The barriers of immune-mediated oncogene (IMO)-mediated oncogene-mediated leukemia (IM-C-MB) are, inter alia, preventing effective execution of the various cell-mediated immune responses (AMR) that are engaged to kill cancer cells.
In the current study, the scientists have demonstrated that the EBOV-prevented oncogene, EBOV-PRIME, is highly protective against AMR.
“We have identified new information on how EBOV-PRIME works during AMR that will facilitate the development of novel therapeutic approaches to overcome these inherent limitations of current immunotherapies,” says Associate Professor Jokei Vainikainen from the University of Helsinki.
The paper, titled “EBOV-PRIME mediates AMR through the actions of the GPRAβ, MEK3 and teicho2-DNA ligature,” is the same as the first published in The Journal of Biological Chemistry (JBC).
Regulatory elements oncogene expression.
The researchers conducted a series of studies to determine physiological functions of EBOV-PRIME. They demonstrate that EBOV-PRIME binds to and depletes the promoter of several mast-like cell-type-2 (ML2) receptors and blocks the expression of two of these regulatory elements. In addition, they demonstrate that EBOV-PRIME binds to and activates the GWT-FF1 non-receptor segment of the microsatellite domain-containing receptor (Nf1) gene and induces a cascade of phenotypic cell death.
“These results suggest that IPF-associated receptors are a relevant target of EBOV-PRIME and may have therapeutic significance as standard-of-care oncogene-mediated DA commensal antigens,” says Associate Professor Vainikainikainen.

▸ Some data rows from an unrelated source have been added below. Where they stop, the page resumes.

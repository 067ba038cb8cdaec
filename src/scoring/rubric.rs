//! Versioned scoring rubrics.
//!
//! A [`ScoreVersion`] is immutable data: per-check weights, component points,
//! grade boundaries and the DKIM selector table. Versions live in a static
//! registry and are selected by name.

use crate::provider::ProviderTag;

use super::grade::Grade;

/// MX points.
#[derive(Debug, Clone, Copy, PartialEq, Eq)]
pub struct MxRubric {
    /// Weight of the MX check
    pub max: u32,
    /// At least one MX host resolves
    pub resolves: u32,
    /// MX records published but no host resolves
    pub unresolved: u32,
}

/// SPF points.
#[derive(Debug, Clone, Copy, PartialEq, Eq)]
pub struct SpfRubric {
    /// Weight of the SPF check
    pub max: u32,
    /// Exactly one SPF record published
    pub present: u32,
    /// No syntax errors, duplicates, or broken include chain
    pub syntax: u32,
    /// Evaluation fits the DNS lookup limit
    pub lookup_budget: u32,
    /// Explicit `a:`/`mx:` targets resolve
    pub hosts_resolve: u32,
    /// Terminal `-all`
    pub hard_fail: u32,
    /// Terminal `~all`
    pub soft_fail: u32,
    /// No `ptr` and few top-level includes
    pub hygiene: u32,
    /// Top-level includes allowed before hygiene credit is withheld
    pub max_includes: usize,
}

/// DKIM points.
#[derive(Debug, Clone, Copy, PartialEq, Eq)]
pub struct DkimRubric {
    /// Weight of the DKIM check
    pub max: u32,
    /// At least one selector published a key
    pub discovered: u32,
    /// RSA at or above `strong_bits`, or Ed25519
    pub strong_key: u32,
    /// RSA at or above `medium_bits`
    pub medium_key: u32,
    /// Key credit ceiling for a selector in testing mode (`t=y`)
    pub testing_cap: u32,
    /// Two or more selectors published
    pub rotation: u32,
    /// RSA modulus size for full key credit
    pub strong_bits: u32,
    /// RSA modulus size for partial key credit
    pub medium_bits: u32,
}

/// DMARC points.
#[derive(Debug, Clone, Copy, PartialEq, Eq)]
pub struct DmarcRubric {
    /// Weight of the DMARC check
    pub max: u32,
    /// Exactly one valid DMARC record published
    pub present: u32,
    /// `p=reject`
    pub reject: u32,
    /// `p=quarantine`
    pub quarantine: u32,
    /// `p=none`
    pub none: u32,
    /// `sp=` absent, or at least as strong as `p=`
    pub subdomain: u32,
    /// `pct=100` or absent; lower values earn a proportional share, rounded down
    pub coverage: u32,
    /// At least one `mailto:` aggregate report address
    pub rua: u32,
    /// Forensic reports only
    pub ruf_only: u32,
    /// Per strict alignment tag (`adkim=s`, `aspf=s`)
    pub strict_alignment: u32,
}

/// Ordered DKIM selector candidates.
#[derive(Debug, Clone, Copy, PartialEq, Eq)]
pub struct SelectorTable {
    /// Probed for every domain
    pub common: &'static [&'static str],
    /// Provider-specific hints, probed first
    pub by_provider: &'static [(ProviderTag, &'static [&'static str])],
}

impl SelectorTable {
    /// Provider hints followed by the common list, without duplicates.
    pub fn candidates(&self, provider: ProviderTag) -> Vec<&'static str> {
        let hints = self
            .by_provider
            .iter()
            .filter(|(tag, _)| *tag == provider)
            .flat_map(|(_, selectors)| selectors.iter());

        let mut out: Vec<&'static str> = Vec::new();
        for selector in hints.chain(self.common.iter()) {
            if !out.contains(selector) {
                out.push(selector);
            }
        }
        out
    }
}

/// A named, immutable scoring rubric.
#[derive(Debug, PartialEq, Eq)]
pub struct ScoreVersion {
    /// Version identifier reported in every result
    pub name: &'static str,
    pub mx: MxRubric,
    pub spf: SpfRubric,
    pub dkim: DkimRubric,
    pub dmarc: DmarcRubric,
    /// Minimum score per grade, highest first; anything lower is the last entry's grade
    pub grades: &'static [(u32, Grade)],
    pub selectors: SelectorTable,
}

const COMMON_SELECTORS: &[&str] = &[
    "selector1",
    "selector2",
    "google",
    "default",
    "dkim",
    "mail",
    "k1",
    "s1",
    "s2",
    "smtp",
    "mandrill",
    "mxvault",
    "everlytickey1",
    "everlytickey2",
];

/// Rubric "1.0".
pub static V1_0: ScoreVersion = ScoreVersion {
    name: "1.0",
    mx: MxRubric {
        max: 10,
        resolves: 10,
        unresolved: 5,
    },
    spf: SpfRubric {
        max: 25,
        present: 5,
        syntax: 5,
        lookup_budget: 2,
        hosts_resolve: 3,
        hard_fail: 6,
        soft_fail: 3,
        hygiene: 4,
        max_includes: 5,
    },
    dkim: DkimRubric {
        max: 25,
        discovered: 8,
        strong_key: 12,
        medium_key: 6,
        testing_cap: 6,
        rotation: 5,
        strong_bits: 2048,
        medium_bits: 1024,
    },
    dmarc: DmarcRubric {
        max: 40,
        present: 10,
        reject: 20,
        quarantine: 12,
        none: 2,
        subdomain: 2,
        coverage: 4,
        rua: 4,
        ruf_only: 2,
        strict_alignment: 1,
    },
    grades: &[
        (95, Grade::APlus),
        (90, Grade::A),
        (80, Grade::B),
        (70, Grade::C),
        (60, Grade::D),
        (50, Grade::E),
        (0, Grade::F),
    ],
    selectors: SelectorTable {
        common: COMMON_SELECTORS,
        by_provider: &[
            (ProviderTag::Microsoft365, &["selector1", "selector2"]),
            (ProviderTag::GoogleWorkspace, &["google"]),
        ],
    },
};

static VERSIONS: &[&ScoreVersion] = &[&V1_0];

impl ScoreVersion {
    /// Selects a registered rubric by name.
    pub fn lookup(name: &str) -> Option<&'static ScoreVersion> {
        VERSIONS.iter().copied().find(|v| v.name == name)
    }

    /// Names of every registered rubric.
    pub fn available() -> impl Iterator<Item = &'static str> {
        VERSIONS.iter().map(|v| v.name)
    }

    /// Sum of the four check weights.
    pub fn max_score(&self) -> u32 {
        self.mx.max + self.spf.max + self.dkim.max + self.dmarc.max
    }

    /// Letter grade for `score` under this rubric's boundaries.
    pub fn grade(&self, score: u32) -> Grade {
        self.grades
            .iter()
            .find(|(min, _)| score >= *min)
            .map(|(_, grade)| *grade)
            .unwrap_or(Grade::F)
    }
}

Oligomodulation by combination with immune checkpoint blockers.
According to preliminary data from the study, immunotherapies that block the EGFR signaling (EGFR-blockers) in addition to anti-TNF-α/helper-1/TIL-1-based therapies are highly beneficial against experimental cancers. In addition, the immunotherapies tested by the researchers showed superiority against HLH to single EGFR-activating agents and over a combination of CDK4/6/10/20/22/34/48/30 inhibitors.
“Our results suggest that immunotherapies combining DNA modification and opiate receptor (OHR) inhibitors may be highly effective against a subset of patients with EGFR-activating cancers that do not respond to EMG via KLF8 or NK-cell targeting strategies,” concludes Associate Professor Vainikainen.